I too had a lot of references, and not all of them helped. I was happy to see at least 3-4 questions straight out of the study guides...I took like 10 seconds to answer those ones as I had the study guide questions down...schematics questions were simple yet, tricky..seemed like one needed multiple years of field experience in various fields to be able to answer all the theoretical/'word' problems..I was surprised to see that no Cv sizing questions were asked...weird...overall I felt ok with my performance..but yeah..now the wait begins..and I believe the results will be out in the 5-7 week time frame..theyve gotten better about releasing results quicker..


----------



## CntrlEngrPE (Nov 2, 2015)

Cali_eng said:


> I sat near a guy who I worked with and he was taking the CSE exam too. He only had two references and was not very well prepared. I had quite a few books and references most of which came in handy.




Same thing here...I actually had two guys sitting behind me for the CSU exam..they too had only a few references...made me wonder if I was doing something wrong or excessive...but after the exam I got my answer...you do need a lot of reference material and need to be able to find the stuff quickly..


----------



## UserFriendly (Nov 2, 2015)

I'm still perplexed by the topics presented and the quantity of each. Things I spent a lot of time learning that are not part of my regular work were nowhere to be found.


----------



## CntrlEngrPE (Nov 3, 2015)

Yeah...so is the nature of the exam. After having failed it last year, I realized the exam has nothing to do with what we use on a regular basis at work...so I started looking at the exam as a mere regurgitation of info. type exercise..I will never size a valve or a rupture disc nor will I ever calculate SIL levels...so I switched to a more 'bookish' view of the exam...which is really sad...but oh well...what are we gonna do..


----------



## matt267 PE (Nov 3, 2015)

While we wait for results, let's head over to the "games" section of the site. The spamfest (aka 10K) thread is a tradition around here. Follow me: http://engineerboards.com/index.php?showtopic=25794


----------



## Cali_eng (Nov 3, 2015)

Some ppl actually do SIL calcs for a living which I've always thought were a total crock fwiw. I'm not sure what is considered crossing the line but NCEES ministers this board and does not approve of discussing exam content. I'm not sure what is not allowed. I'm trying to be vague


----------



## UserFriendly (Nov 4, 2015)

They do monitor these boards be careful. I think it's good that there are standards, but with the internet of things, SCADA, PLCs, I think more and more controls work is focused on connectivity and interoperability. The 2011 exam spec is short on these types of topics.


----------



## JHW 3d (Nov 4, 2015)

CntrlEngrEIT said:


> Cali_eng: It is commendable that you are attempting a second PE with this life situation. I have always been curious, why do some people like yourself choose to get a second PE after you already have one? Doesn't the first PE allow you to sign Cntly Sys drawings if you felt you were comfortable with it? CSE is a tier two discipline which allows people of other discipline PE to sign control system drawings....just want to make sure you are aware of that ...

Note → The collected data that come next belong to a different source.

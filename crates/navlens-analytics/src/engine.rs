//! Batch metrics computation across many entities.
//!
//! Computes one metrics record per entity against a shared benchmark set.
//! Entities are independent of each other, so past a configurable size the
//! batch fans out across threads when the `parallel` feature is enabled.

use serde::{Deserialize, Serialize};
use tracing::{debug, warn};

use navlens_core::NavSeries;

use crate::error::AnalyticsResult;
use crate::metrics::{compute_series_metrics, SeriesMetrics};

/// Configuration for batch metrics computation.
///
/// Controls parallelism across entities. Single-series computation takes no
/// configuration at all; every input is an explicit parameter.
#[derive(Debug, Clone, Serialize, Deserialize)]
pub struct AnalyticsConfig {
    /// Enable parallel processing (requires the `parallel` feature).
    pub parallel: bool,

    /// Minimum entity count to trigger parallel processing.
    /// Below this threshold, sequential is faster due to thread overhead.
    pub parallel_threshold: usize,
}

impl Default for AnalyticsConfig {
    fn default() -> Self {
        Self {
            parallel: true,
            parallel_threshold: 32, // Use parallel if >32 entities
        }
    }
}

impl AnalyticsConfig {
    /// Creates a config that always computes sequentially.
    #[must_use]
    pub fn sequential() -> Self {
        Self {
            parallel: false,
            ..Self::default()
        }
    }

    /// Sets the entity count at which the batch fans out.
    #[must_use]
    pub fn with_threshold(mut self, threshold: usize) -> Self {
        self.parallel_threshold = threshold;
        self
    }

    /// Returns true if a batch of `count` entities should fan out across
    /// threads. Only consulted where the `parallel` feature is compiled in.
    #[must_use]
    pub fn should_parallelize(&self, count: usize) -> bool {
        self.parallel && count >= self.parallel_threshold
    }
}

/// Computes metrics for every entity against a shared benchmark set.
///
/// Returns one result per entity, in input order. A failing entity (empty
/// series) does not disturb its neighbors; its slot carries the error.
/// Benchmarks are consumed as raw point sequences only — they do not need
/// metrics of their own for the excess-return computation.
///
/// # Example
///
/// ```ignore
/// let results = compute_metrics_batch(&products, &benchmarks, &AnalyticsConfig::default());
/// let computed: Vec<_> = results.into_iter().filter_map(Result::ok).collect();
/// ```
#[must_use]
pub fn compute_metrics_batch(
    entities: &[NavSeries],
    benchmarks: &[NavSeries],
    config: &AnalyticsConfig,
) -> Vec<AnalyticsResult<SeriesMetrics>> {
    debug!(
        entities = entities.len(),
        benchmarks = benchmarks.len(),
        "computing metrics batch"
    );

    let results = run_batch(entities, benchmarks, config);

    for (entity, result) in entities.iter().zip(&results) {
        if let Err(err) = result {
            warn!(series = %entity.name, %err, "metrics computation skipped");
        }
    }

    results
}

/// Runs the per-entity computation, fanning out across threads past the
/// configured threshold when the `parallel` feature is enabled. Output
/// order always matches input order.
#[allow(unused_variables)]
fn run_batch(
    entities: &[NavSeries],
    benchmarks: &[NavSeries],
    config: &AnalyticsConfig,
) -> Vec<AnalyticsResult<SeriesMetrics>> {
    #[cfg(feature = "parallel")]
    {
        use rayon::prelude::*;
        if config.should_parallelize(entities.len()) {
            return entities
                .par_iter()
                .map(|entity| compute_series_metrics(entity, benchmarks))
                .collect();
        }
    }

    entities
        .iter()
        .map(|entity| compute_series_metrics(entity, benchmarks))
        .collect()
}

In many states it is true that a PE allows you to practice in your "areas of competency" but this is not true with California, evidently. California PE's are restricted to practice only in the field for which they were licensed. Something of a bummer for me, since I just realized this, as well.

Alternate post with more information: http://engineerboards.com/index.php?showtopic=25802


----------



## glockjacket P.E. (Nov 11, 2015)

Anyone take a review course for the CSE exam? was it any good?


----------



## UserFriendly (Nov 13, 2015)

I would have liked to have taken a review course but at $1855, unless my company was going to pay for it, it just wasn't going to happen.  $600 is probably the most I would have paid out of pocket.


----------



## CntrlEngrPE (Nov 15, 2015)

UserFriendly said:


> I would have liked to have taken a review course but at $1855, unless my company was going to pay for it, it just wasn't going to happen.  $600 is probably the most I would have paid out of pocket.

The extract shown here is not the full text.